Each line that contains the word "binarize" is to be copied from the records below.

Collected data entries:
*-*-*

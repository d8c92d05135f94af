//! Image preprocessing for OCR.

use image::{DynamicImage, GenericImageView, GrayImage, Luma};
use imageproc::contrast::otsu_level;
use imageproc::filter::median_filter;
use tracing::debug;

use super::NormalizedImage;

/// Turns a rasterized page into a black/white image for tesseract.
///
/// Grayscale, then a 3x3 median filter against scanner speckle, then a
/// global Otsu threshold computed per image.
pub struct ImageNormalizer {
    /// Median filter radius; 1 gives a 3x3 window.
    median_radius: u32,
}

impl ImageNormalizer {
    /// Create a normalizer with default settings.
    pub fn new() -> Self {
        Self { median_radius: 1 }
    }

    /// Normalize a page image.
    pub fn normalize(&self, image: &DynamicImage) -> NormalizedImage {
        let (width, height) = image.dimensions();

        let gray = image.to_luma8();
        let denoised = median_filter(&gray, self.median_radius, self.median_radius);
        let level = otsu_level(&denoised);
        debug!("Normalizing {}x{} page, Otsu level {}", width, height, level);

        NormalizedImage::from_binary(binarize(&denoised, level))
    }
}

impl Default for ImageNormalizer {
    fn default() -> Self {
        Self::new()
    }
}

fn binarize(image: &GrayImage, level: u8) -> GrayImage {
    let (width, height) = image.dimensions();
    let mut result = GrayImage::new(width, height);

    for (x, y, pixel) in image.enumerate_pixels() {
        let output = if pixel[0] > level { 255 } else { 0 };
        result.put_pixel(x, y, Luma([output]));
    }

    result
}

*-*-*

OUTPUT OF THE TASK:
        NormalizedImage::from_binary(binarize(&denoised, level))
fn binarize(image: &GrayImage, level: u8) -> GrayImage {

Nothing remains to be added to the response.